### Work to complete:
Copy out each record below, exactly as given.

==== Data for analysis ====

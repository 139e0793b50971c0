//! Type validation
//!
//! Decides whether a cast value satisfies a field's descriptor. Checks run
//! in order and the first one that accepts wins:
//!
//! 1. untyped or mixed fields accept anything
//! 2. mixed-collection fields accept any iterable
//! 3. nullable fields accept null
//! 4. an iterable is accepted when every element matches one element type
//! 5. otherwise the value must match one of the declared types

use crate::value::Value;
use dtokit_types::{PropertyDescriptor, ScalarKind, TypeRef};

/// Whether `value` satisfies `descriptor`
pub fn is_valid(descriptor: &PropertyDescriptor, value: &Value) -> bool {
    if descriptor.types().is_empty() || descriptor.is_mixed() {
        return true;
    }

    if value.is_iterable() && descriptor.is_mixed_collection() {
        return true;
    }

    if value.is_null() && descriptor.is_nullable() {
        return true;
    }

    if value.is_iterable()
        && descriptor
            .element_types()
            .iter()
            .any(|element| all_elements_match(element, value))
    {
        return true;
    }

    descriptor.types().iter().any(|ty| matches_type(ty, value))
}

/// Whether `value` matches one canonical type
///
/// Scalars match their exact kind, collection markers match lists and
/// maps, wrapper forms additionally check every element, and an object
/// type matches instances whose lineage contains it. `callable` matches
/// nothing.
pub fn matches_type(ty: &TypeRef, value: &Value) -> bool {
    match ty {
        TypeRef::Mixed => true,
        TypeRef::Null => value.is_null(),
        TypeRef::Scalar(kind) => matches!(
            (kind, value),
            (ScalarKind::Integer, Value::Int(_))
                | (ScalarKind::Float, Value::Float(_))
                | (ScalarKind::Boolean, Value::Bool(_))
                | (ScalarKind::String, Value::String(_))
        ),
        TypeRef::Array | TypeRef::Iterable | TypeRef::Iterator => value.is_iterable(),
        TypeRef::Callable => false,
        TypeRef::ArrayOf(element) | TypeRef::IterableOf(element) | TypeRef::IteratorOf(element) => {
            value.is_iterable() && all_elements_match(element, value)
        }
        TypeRef::Object(name) => value
            .as_object()
            .map_or(false, |instance| instance.is_instance_of(name.as_str())),
    }
}

fn all_elements_match(element: &TypeRef, value: &Value) -> bool {
    match value.iter_elements() {
        Some(mut elements) => elements.all(|item| matches_type(element, item)),
        None => false,
    }
}

#[cfg(test)]
mod tests {
    use super::*;
    use crate::instance::Instance;
    use dtokit_types::{AliasRegistry, DescriptorBuilder, FieldDecl, TypeName};
    use std::sync::Arc;

    const DTO_C: &str = "App\\Tests\\Classes\\DtoC";

    fn descriptor(declaration: Option<&str>) -> PropertyDescriptor {
        let aliases = AliasRegistry::default();
        DescriptorBuilder::new(&aliases)
            .build(
                &FieldDecl {
                    declaration,
                    ..FieldDecl::new("field")
                },
                &TypeName::new("App\\Tests\\Fixture"),
            )
            .unwrap()
    }

    fn dto_c() -> Value {
        let name = TypeName::new(DTO_C);
        Value::from(Instance::new(
            name.clone(),
            Arc::from(vec![name]),
            vec![("booleanField".to_string(), Value::Bool(true))],
        ))
    }

    fn list(items: Vec<Value>) -> Value {
        Value::List(items)
    }

    #[test]
    fn test_untyped_accepts_anything() {
        let field = descriptor(None);
        for value in [Value::Int(1), Value::from("str"), Value::Bool(false), list(vec![]), dto_c()] {
            assert!(is_valid(&field, &value));
        }
    }

    #[test]
    fn test_null_only() {
        let field = descriptor(Some("null"));
        assert!(is_valid(&field, &Value::Null));
        assert!(!is_valid(&field, &list(vec![])));
        assert!(!is_valid(&field, &Value::Int(1)));
        assert!(!is_valid(&field, &Value::from("0")));
    }

    #[test]
    fn test_mixed_and_mixed_union() {
        for declaration in ["mixed", "mixed|\\App\\Tests\\Classes\\DtoC[]"] {
            let field = descriptor(Some(declaration));
            for value in [Value::Int(1), Value::from("str"), Value::Bool(true), list(vec![]), dto_c()] {
                assert!(is_valid(&field, &value), "{} should accept {:?}", declaration, value);
            }
        }
    }

    #[test]
    fn test_untyped_collections() {
        for declaration in ["array", "iterable"] {
            let field = descriptor(Some(declaration));
            assert!(is_valid(&field, &list(vec![])));
            assert!(is_valid(&field, &list(vec![Value::Int(1), Value::from("x")])));
            assert!(!is_valid(&field, &Value::Int(1)));
        }
    }

    #[test]
    fn test_typed_object_collections() {
        for declaration in ["\\App\\Tests\\Classes\\DtoC[]", "iterable<\\App\\Tests\\Classes\\DtoC>"] {
            let field = descriptor(Some(declaration));
            assert!(is_valid(&field, &list(vec![dto_c(), dto_c()])));
            assert!(is_valid(&field, &list(vec![])));
            assert!(!is_valid(&field, &list(vec![dto_c(), Value::Int(1)])));
            assert!(!is_valid(&field, &Value::Int(1)));
        }
    }

    #[test]
    fn test_scalar_kinds_exact() {
        let field = descriptor(Some("integer"));
        assert!(is_valid(&field, &Value::Int(1)));
        assert!(!is_valid(&field, &Value::Float(1.0)));
        assert!(!is_valid(&field, &Value::from("1")));
        assert!(!is_valid(&field, &Value::Null));
    }

    #[test]
    fn test_string_array_rejects_integers() {
        let field = descriptor(Some("string[]"));
        assert!(!is_valid(&field, &list(vec![Value::Int(1), Value::Int(2)])));
        assert!(is_valid(&field, &list(vec![Value::from("a")])));
    }

    #[test]
    fn test_object_instance_of() {
        let dto = dto_c();
        assert!(matches_type(&TypeRef::Object(TypeName::new(DTO_C)), &dto));
        assert!(!matches_type(&TypeRef::Object(TypeName::new("App\\Other")), &dto));
        assert!(!matches_type(&TypeRef::Object(TypeName::new(DTO_C)), &Value::Null));
    }

    #[test]
    fn test_callable_never_matches() {
        assert!(!matches_type(&TypeRef::Callable, &Value::from("strlen")));
        assert!(matches_type(
            &TypeRef::IteratorOf(Box::new(TypeRef::Scalar(ScalarKind::Integer))),
            &list(vec![Value::Int(1)])
        ));
    }
}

====

### Response to this task:
repository 139e0793b50971c0
//! Type validation
//!
//! Decides whether a cast value satisfies a field's descriptor. Checks run
//! in order and the first one that accepts wins:
//!
//! 1. untyped or mixed fields accept anything
//! 2. mixed-collection fields accept any iterable
//! 3. nullable fields accept null
//! 4. an iterable is accepted when every element matches one element type
//! 5. otherwise the value must match one of the declared types

use crate::value::Value;
use dtokit_types::{PropertyDescriptor, ScalarKind, TypeRef};

/// Whether `value` satisfies `descriptor`
pub fn is_valid(descriptor: &PropertyDescriptor, value: &Value) -> bool {
    if descriptor.types().is_empty() || descriptor.is_mixed() {
        return true;
    }

    if value.is_iterable() && descriptor.is_mixed_collection() {
        return true;
    }

    if value.is_null() && descriptor.is_nullable() {
        return true;
    }

    if value.is_iterable()
        && descriptor
            .element_types()
            .iter()
            .any(|element| all_elements_match(element, value))
    {
        return true;
    }

    descriptor.types().iter().any(|ty| matches_type(ty, value))
}

/// Whether `value` matches one canonical type
///
/// Scalars match their exact kind, collection markers match lists and
/// maps, wrapper forms additionally check every element, and an object
/// type matches instances whose lineage contains it. `callable` matches
/// nothing.
pub fn matches_type(ty: &TypeRef, value: &Value) -> bool {
    match ty {
        TypeRef::Mixed => true,
        TypeRef::Null => value.is_null(),
        TypeRef::Scalar(kind) => matches!(
            (kind, value),
            (ScalarKind::Integer, Value::Int(_))
                | (ScalarKind::Float, Value::Float(_))
                | (ScalarKind::Boolean, Value::Bool(_))
                | (ScalarKind::String, Value::String(_))
        ),
        TypeRef::Array | TypeRef::Iterable | TypeRef::Iterator => value.is_iterable(),
        TypeRef::Callable => false,
        TypeRef::ArrayOf(element) | TypeRef::IterableOf(element) | TypeRef::IteratorOf(element) => {
            value.is_iterable() && all_elements_match(element, value)
        }
        TypeRef::Object(name) => value
            .as_object()
            .map_or(false, |instance| instance.is_instance_of(name.as_str())),
    }
}

fn all_elements_match(element: &TypeRef, value: &Value) -> bool {
    match value.iter_elements() {
        Some(mut elements) => elements.all(|item| matches_type(element, item)),
        None => false,
    }
}

#[cfg(test)]
mod tests {
    use super::*;
    use crate::instance::Instance;
    use dtokit_types::{AliasRegistry, DescriptorBuilder, FieldDecl, TypeName};
    use std::sync::Arc;

    const DTO_C: &str = "App\\Tests\\Classes\\DtoC";

    fn descriptor(declaration: Option<&str>) -> PropertyDescriptor {
        let aliases = AliasRegistry::default();
        DescriptorBuilder::new(&aliases)
            .build(
                &FieldDecl {
                    declaration,
                    ..FieldDecl::new("field")
                },
                &TypeName::new("App\\Tests\\Fixture"),
            )
            .unwrap()
    }

    fn dto_c() -> Value {
        let name = TypeName::new(DTO_C);
        Value::from(Instance::new(
            name.clone(),
            Arc::from(vec![name]),
            vec![("booleanField".to_string(), Value::Bool(true))],
        ))
    }

    fn list(items: Vec<Value>) -> Value {
        Value::List(items)
    }

    #[test]
    fn test_untyped_accepts_anything() {
        let field = descriptor(None);
        for value in [Value::Int(1), Value::from("str"), Value::Bool(false), list(vec![]), dto_c()] {
            assert!(is_valid(&field, &value));
        }
    }

    #[test]
    fn test_null_only() {
        let field = descriptor(Some("null"));
        assert!(is_valid(&field, &Value::Null));
        assert!(!is_valid(&field, &list(vec![])));
        assert!(!is_valid(&field, &Value::Int(1)));
        assert!(!is_valid(&field, &Value::from("0")));
    }

    #[test]
    fn test_mixed_and_mixed_union() {
        for declaration in ["mixed", "mixed|\\App\\Tests\\Classes\\DtoC[]"] {
            let field = descriptor(Some(declaration));
            for value in [Value::Int(1), Value::from("str"), Value::Bool(true), list(vec![]), dto_c()] {
                assert!(is_valid(&field, &value), "{} should accept {:?}", declaration, value);
            }
        }
    }

    #[test]
    fn test_untyped_collections() {
        for declaration in ["array", "iterable"] {
            let field = descriptor(Some(declaration));
            assert!(is_valid(&field, &list(vec![])));
            assert!(is_valid(&field, &list(vec![Value::Int(1), Value::from("x")])));
            assert!(!is_valid(&field, &Value::Int(1)));
        }
    }

    #[test]
    fn test_typed_object_collections() {
        for declaration in ["\\App\\Tests\\Classes\\DtoC[]", "iterable<\\App\\Tests\\Classes\\DtoC>"] {
            let field = descriptor(Some(declaration));
            assert!(is_valid(&field, &list(vec![dto_c(), dto_c()])));
            assert!(is_valid(&field, &list(vec![])));
            assert!(!is_valid(&field, &list(vec![dto_c(), Value::Int(1)])));
            assert!(!is_valid(&field, &Value::Int(1)));
        }
    }

    #[test]
    fn test_scalar_kinds_exact() {
        let field = descriptor(Some("integer"));
        assert!(is_valid(&field, &Value::Int(1)));
        assert!(!is_valid(&field, &Value::Float(1.0)));
        assert!(!is_valid(&field, &Value::from("1")));
        assert!(!is_valid(&field, &Value::Null));
    }

    #[test]
    fn test_string_array_rejects_integers() {
        let field = descriptor(Some("string[]"));
        assert!(!is_valid(&field, &list(vec![Value::Int(1), Value::Int(2)])));
        assert!(is_valid(&field, &list(vec![Value::from("a")])));
    }

    #[test]
    fn test_object_instance_of() {
        let dto = dto_c();
        assert!(matches_type(&TypeRef::Object(TypeName::new(DTO_C)), &dto));
        assert!(!matches_type(&TypeRef::Object(TypeName::new("App\\Other")), &dto));
        assert!(!matches_type(&TypeRef::Object(TypeName::new(DTO_C)), &Value::Null));
    }

    #[test]
    fn test_callable_never_matches() {
        assert!(!matches_type(&TypeRef::Callable, &Value::from("strlen")));
        assert!(matches_type(
            &TypeRef::IteratorOf(Box::new(TypeRef::Scalar(ScalarKind::Integer))),
            &list(vec![Value::Int(1)])
        ));
    }
}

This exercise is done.